Data provided section start

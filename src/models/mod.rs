pub mod discovery;
pub mod movie;
pub mod theme;

pub use discovery::{
    InsightType, RecommendationRequest, ThemeBasedRecommendation, ThemeDiscoveryRequest,
    ThemeDiscoveryResponse, ThemeInsight, ThemeJourney,
};
pub use movie::{CandidateMovie, Movie, TmdbMovie, TmdbPage};
pub use theme::{
    ArchetypalPattern, CulturalContext, IdentifiedTheme, LifeStageAlignment, PsychologicalNeed,
    ThemeAnalysisResult, ThematicComplexity,
};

Data provided section end

§ **Work instructions**:
Repeat all the entries above without altering anything.

§ **Problem solution**:
filename src/models/mod.rs
pub mod discovery;
pub mod movie;
pub mod theme;

pub use discovery::{
    InsightType, RecommendationRequest, ThemeBasedRecommendation, ThemeDiscoveryRequest,
    ThemeDiscoveryResponse, ThemeInsight, ThemeJourney,
};
pub use movie::{CandidateMovie, Movie, TmdbMovie, TmdbPage};
pub use theme::{
    ArchetypalPattern, CulturalContext, IdentifiedTheme, LifeStageAlignment, PsychologicalNeed,
    ThemeAnalysisResult, ThematicComplexity,
};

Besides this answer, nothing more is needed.